Maybe they're all just stupid.
A few months back, I rejected plans for an apartment building because (a) the dimensions on the structural drawings didn't match the dimensions on the architectural drawings, and (b) the dimensions on the north side of the architectural plans didn't add up to the same number as the dimensions on the south side. The architect and structural engineer made revisions, we received a new submittal, and the numbers still didn't work so we rejected the plans again.
Third submittal still didn't add up. At that point, the developer went whining to the mayor's office, and we had a telephone conference call with the architect, the engineer, the owner, my boss, my boss's boss (the land use director), the director of economic development, the municipal counsel, and me. The architect immediately started complaining that we were holding up the project for no reason and costing him money. I pointed out three strings of dimensions that didn't agree from one side of the building to the other. I told everyone on the call that I didn't feel I should approve drawings that have obvious errors, because if any of the errors result in a field condition that doesn't comply with the code, we would ave no choice other than to make the developer tear it out and rebuild it.

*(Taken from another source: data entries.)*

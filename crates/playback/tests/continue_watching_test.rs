//! Continue-watching behavior

use std::sync::Arc;

use chrono::{Duration, Utc};
use uuid::Uuid;
use vod_core::models::{Content, WatchHistory};
use vod_core::repository::{MemoryCatalogRepository, MemoryWatchHistoryRepository};
use vod_core::types::{AgeRating, ContentStatus, ContentType};
use vod_core::ViewerContext;
use vod_playback::continue_watching::ContinueWatchingService;
use vod_playback::history::{ProgressUpdate, WatchProgressService};

fn published(title: &str, rating: AgeRating, genres: &[&str]) -> Content {
    let mut content = Content::new(ContentType::Movie, title, 2023, rating);
    content.status = ContentStatus::Published;
    content.globally_available = true;
    content.genres = genres.iter().map(|g| g.to_string()).collect();
    content
}

fn row(profile_id: Uuid, content_id: Uuid, progress: f32, completed: bool) -> WatchHistory {
    WatchHistory {
        id: Uuid::new_v4(),
        profile_id,
        content_id,
        episode_id: None,
        watch_duration_seconds: 600,
        total_duration_seconds: 6000,
        progress_percentage: progress,
        is_completed: completed,
        watched_at: Utc::now(),
    }
}

fn setup() -> (
    Arc<MemoryCatalogRepository>,
    Arc<MemoryWatchHistoryRepository>,
    ContinueWatchingService,
) {
    let catalog = Arc::new(MemoryCatalogRepository::new());
    let history = Arc::new(MemoryWatchHistoryRepository::new());
    let service = ContinueWatchingService::new(history.clone(), catalog.clone());
    (catalog, history, service)
}

#[tokio::test]
async fn only_rows_in_open_interval_appear() {
    let (catalog, history, service) = setup();
    let profile = Uuid::new_v4();

    let titles: Vec<Content> = ["Started", "Untouched", "Nearly Done", "Finished"]
        .iter()
        .map(|t| published(t, AgeRating::PG, &[]))
        .collect();
    let ids: Vec<Uuid> = titles.iter().map(|c| c.id).collect();
    catalog.seed(titles);

    history.seed([
        row(profile, ids[0], 42.0, false),
        row(profile, ids[1], 0.0, false),
        // 97% progress: past the threshold even though not flagged complete
        row(profile, ids[2], 97.0, false),
        row(profile, ids[3], 50.0, true),
    ]);

    let viewer = ViewerContext::for_profile(profile, false);
    let view = service.for_viewer(&viewer).await.unwrap();

    assert_eq!(view.items.len(), 1);
    assert_eq!(view.items[0].content.title, "Started");
    assert!((view.items[0].progress_percentage - 42.0).abs() < f32::EPSILON);
}

#[tokio::test]
async fn repeated_progress_reports_collapse_to_one_row() {
    let (catalog, history, service) = setup();
    let profile = Uuid::new_v4();

    let movie = published("Long Movie", AgeRating::PG, &[]);
    let movie_id = movie.id;
    catalog.seed([movie]);

    let progress = WatchProgressService::new(history.clone(), catalog.clone());
    for watched in [600, 1800] {
        progress
            .record_progress(
                profile,
                ProgressUpdate {
                    content_id: movie_id,
                    episode_id: None,
                    watch_duration_seconds: watched,
                    total_duration_seconds: 6000,
                },
            )
            .await
            .unwrap();
    }

    let viewer = ViewerContext::for_profile(profile, false);
    let view = service.for_viewer(&viewer).await.unwrap();
    assert_eq!(view.items.len(), 1);
    assert!((view.items[0].progress_percentage - 30.0).abs() < f32::EPSILON);
}

#[tokio::test]
async fn rows_order_newest_first() {
    let (catalog, history, service) = setup();
    let profile = Uuid::new_v4();

    let first = published("Watched Yesterday", AgeRating::PG, &[]);
    let second = published("Watched Just Now", AgeRating::PG, &[]);
    let (first_id, second_id) = (first.id, second.id);
    catalog.seed([first, second]);

    let mut old_row = row(profile, first_id, 30.0, false);
    old_row.watched_at = Utc::now() - Duration::days(1);
    history.seed([old_row, row(profile, second_id, 30.0, false)]);

    let viewer = ViewerContext::for_profile(profile, false);
    let view = service.for_viewer(&viewer).await.unwrap();
    assert_eq!(view.items[0].content.title, "Watched Just Now");
    assert_eq!(view.items[1].content.title, "Watched Yesterday");
}

#[tokio::test]
async fn gated_records_are_silently_excluded() {
    let (catalog, history, service) = setup();
    let profile = Uuid::new_v4();

    let safe = published("Cartoon Hour", AgeRating::G, &["Animation"]);
    let unsafe_one = published("Slasher Night", AgeRating::R, &["Horror"]);
    let (safe_id, unsafe_id) = (safe.id, unsafe_one.id);
    catalog.seed([safe, unsafe_one]);

    history.seed([
        row(profile, safe_id, 20.0, false),
        row(profile, unsafe_id, 60.0, false),
    ]);

    let child = ViewerContext::for_profile(profile, true);
    let view = service.for_viewer(&child).await.unwrap();
    assert_eq!(view.items.len(), 1);
    assert_eq!(view.items[0].content.title, "Cartoon Hour");

    // the same profile without the child flag sees both
    let adult = ViewerContext::for_profile(profile, false);
    assert_eq!(service.for_viewer(&adult).await.unwrap().items.len(), 2);
}

#[tokio::test]
async fn taken_down_titles_drop_out() {
    let (catalog, history, service) = setup();
    let profile = Uuid::new_v4();

    let mut gone = published("Removed", AgeRating::PG, &[]);
    gone.is_active = false;
    let gone_id = gone.id;
    catalog.seed([gone]);
    history.seed([row(profile, gone_id, 40.0, false)]);

    let viewer = ViewerContext::for_profile(profile, false);
    let view = service.for_viewer(&viewer).await.unwrap();
    assert!(view.items.is_empty());
}

#[tokio::test]
async fn missing_profile_is_validation_error() {
    let (_, _, service) = setup();
    let err = service
        .for_viewer(&ViewerContext::anonymous())
        .await
        .unwrap_err();
    assert!(matches!(err, vod_core::CatalogError::Validation(_)));
}

#[tokio::test]
async fn geo_gate_applies_to_resume_rows() {
    let (catalog, history, service) = setup();
    let profile = Uuid::new_v4();

    let mut regional = published("Local Only", AgeRating::PG, &[]);
    regional.globally_available = false;
    regional.available_countries = vec!["US".to_string()];
    let regional_id = regional.id;
    catalog.seed([regional]);
    history.seed([row(profile, regional_id, 10.0, false)]);

    let abroad = ViewerContext::for_profile(profile, false).with_country("DE");
    assert!(service.for_viewer(&abroad).await.unwrap().items.is_empty());

    // unknown country fails open
    let unknown = ViewerContext::for_profile(profile, false);
    assert_eq!(service.for_viewer(&unknown).await.unwrap().items.len(), 1);
}
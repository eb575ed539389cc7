//! Viewer gating policy: child safety and geo availability
//!
//! Both gates are intersections with whatever filters the request already
//! carries; a child profile can narrow results further but never widen them
//! past the allowlists. Every listing, search, shelf, and detail path in the
//! platform routes through [`apply_viewer_gates`] (or [`can_view`] for
//! single records) so the rules live in exactly one place.

use tracing::debug;

use crate::error::{CatalogError, Result};
use crate::models::{Content, ViewerContext};
use crate::predicate::ContentPredicate;
use crate::types::{is_child_safe_genre, AgeRating, CHILD_SAFE_RATINGS, MAX_CHILD_RATING};

/// Intersect a predicate with the child-safety allowlists when the viewer
/// is a child profile; a no-op otherwise
pub fn apply_child_safety(predicate: ContentPredicate, viewer: &ViewerContext) -> ContentPredicate {
    if viewer.is_child_profile {
        debug!(profile_id = ?viewer.profile_id, "applying child-safety gate");
        predicate.child_safe()
    } else {
        predicate
    }
}

/// Intersect a predicate with the geo-availability rule when the viewer
/// country is known; fails open when it is not
pub fn apply_geo(predicate: ContentPredicate, viewer: &ViewerContext) -> ContentPredicate {
    match &viewer.country {
        Some(country) => predicate.geo_gated(country.clone()),
        None => predicate,
    }
}

/// Apply both viewer gates; the single entry point for query paths
pub fn apply_viewer_gates(predicate: ContentPredicate, viewer: &ViewerContext) -> ContentPredicate {
    apply_geo(apply_child_safety(predicate, viewer), viewer)
}

/// Reject explicit filter values a child profile is not allowed to request
///
/// Explicitly asking for a disallowed rating or genre is a client error,
/// not something to silently narrow away.
pub fn validate_child_filters(
    genres: &[String],
    ratings: &[AgeRating],
    viewer: &ViewerContext,
) -> Result<()> {
    if !viewer.is_child_profile {
        return Ok(());
    }

    if let Some(rating) = ratings.iter().find(|r| **r > MAX_CHILD_RATING) {
        return Err(CatalogError::validation(format!(
            "age rating '{}' is not available on a child profile",
            rating.as_str()
        )));
    }

    if let Some(genre) = genres.iter().find(|g| !is_child_safe_genre(g)) {
        return Err(CatalogError::validation(format!(
            "genre '{}' is not available on a child profile",
            genre
        )));
    }

    Ok(())
}

/// Whether a single already-fetched record is viewable by this viewer
///
/// Used by detail lookups and by views assembled from history rows, where
/// the record is fetched by id before gating.
pub fn can_view(content: &Content, viewer: &ViewerContext) -> bool {
    if viewer.is_child_profile {
        let rating_ok = CHILD_SAFE_RATINGS.contains(&content.age_rating);
        let genre_ok = content.genres.iter().any(|g| is_child_safe_genre(g));
        if !rating_ok || !genre_ok {
            return false;
        }
    }
    geo::is_available(content, viewer.country.as_deref())
}

pub mod geo {
    //! Geo-availability rule
    //!
    //! Restricted-country lists always win; global availability is checked
    //! before per-country allowlists; an unknown viewer country fails open.

    use crate::models::Content;

    /// Whether a record is available in the viewer's country
    pub fn is_available(content: &Content, country: Option<&str>) -> bool {
        let Some(country) = country else {
            // unresolved country never hides content
            return true;
        };

        let restricted = content
            .restricted_countries
            .iter()
            .any(|c| c.eq_ignore_ascii_case(country));
        if restricted {
            return false;
        }

        if content.globally_available {
            return true;
        }

        content
            .available_countries
            .iter()
            .any(|c| c.eq_ignore_ascii_case(country))
    }
}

The architect was suddenly very quiet, and a few days later we received a new submittal on which all the numbers added up.
Sadly, although that was the only one (so far) that involved so many people, the scenario is not unusual. It's almost universal. We VERY rarely get drawings we can approve on the first submission.
Back when I worked as an architect we had a saying about contractors: "Nobody has time to do it right the first time, but they all have time to tear it out and do it over." It seems that saying now applies to architects and engineers.